ZStorm has automatically created a store instance for us.  If we ask
for a store by name again, we should get the same instance.

  >>> same_store = zstorm.get("test")
  >>> same_store is store
  True

The stores provided by ZStorm are per-thread.  If we ask for the named
store in a different thread we should get a different instance.


Creating a Example DB
---------------------

  >>> result = store.execute("""
  ...     CREATE TABLE person (
  ...         id INTEGER PRIMARY KEY,
  ...         name TEXT)
  ... """)
  >>> store.commit()

We'll need a Person class to use with this database.

  >>> from storm.locals import Storm, Int, Unicode

  >>> class Person(Storm):
  ...
  ...     __storm_table__ = "person"
  ...
  ...     id = Int(primary=True)
  ...     name = Unicode()
  ...

Great!  Let's try it out.

Lets create a StormContainer
----------------------------

We create now a container which holds the Person objects.
This objects should be automatically go into our DB.

   >>> from nva.stormcontainer import StormContainer
   >>> from nva.stormcontainer.interfaces import IStormContainer
   >>> container = StormContainer()
   >>> container
   <nva.stormcontainer.container.StormContainer object at ...>

I have to use a seperate *helper* class for Person to make
sure that the class could be resolved.

   >>> container.setClassName('nva.stormcontainer.tests.test_doctests.Person')
   >>> container.getClassName()
   'nva.stormcontainer.tests.test_doctests.Person'

Test the name of the store utility

   >>> container.setStoreUtilityName('test')
   >>> container.getStoreUtilityName()
   'test'

Check the contents of the container. As we have nothing
saved yet. There should be no objects in our container.

   >>> len(container)
   0

Let s create some Persons
--------------------------

   >>> joe = Person()
   >>> joe.id = 1
   >>> joe.name = u"Joe Frazier"
   >>> joe
   <Person object at ...>

Save joe into the Container

It doesn not matter what id pass as name for the object,
because the container saves the object to database.

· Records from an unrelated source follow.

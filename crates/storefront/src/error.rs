//! Unified error handling for the storefront state layer.
//!
//! Gateway failures keep their classification (`Network`, `Server`,
//! `Decode`) from [`crate::api::GatewayError`]; the variants here cover
//! mutations rejected before any state change. All store operations return
//! `Result<T, StoreError>`.

use copperbay_core::ProductId;
use thiserror::Error;

use crate::api::GatewayError;

/// Application-level error type for the state layer.
#[derive(Debug, Error)]
pub enum StoreError {
    /// Remote gateway call failed.
    #[error(transparent)]
    Gateway(#[from] GatewayError),

    /// Caller passed an invalid mutation request. Rejected before any
    /// state mutation.
    #[error("Invalid request: {0}")]
    Validation(String),

    /// A cart line already exists for this product/color/size combination.
    #[error("Product {product_id} is already in the cart with this selection")]
    DuplicateItem {
        /// The colliding product.
        product_id: ProductId,
    },

    /// An optimistic operation for this product is still in flight.
    #[error("An operation for product {0} is already in flight")]
    Busy(ProductId),
}

impl StoreError {
    /// Whether the error was rejected before any state mutation took place.
    #[must_use]
    pub const fn is_rejection(&self) -> bool {
        matches!(
            self,
            Self::Validation(_) | Self::DuplicateItem { .. } | Self::Busy(_)
        )
    }
}

/// Result type alias for `StoreError`.
pub type Result<T> = std::result::Result<T, StoreError>;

   >>> container['id'] = joe
   >>> transaction.commit()

The length of the container should be 1.

   >>> len(container)
   1

We should have a generator for items.

   >>> container.items()
   <generator object at ...>


We can iterate over the items

   >>> [item.id for key, item in container.items()]
   [1]

We can iterate over the keys. The second suffix after the -
is not nice. Maybe i will find a better solution for this.

   >>> [key for key in container.keys()] 
   ['Person-aW50OjE7']

We can delete the object.

   >>> del(container['Person-aW50OjE7'])

And the length of the container should be 0 again.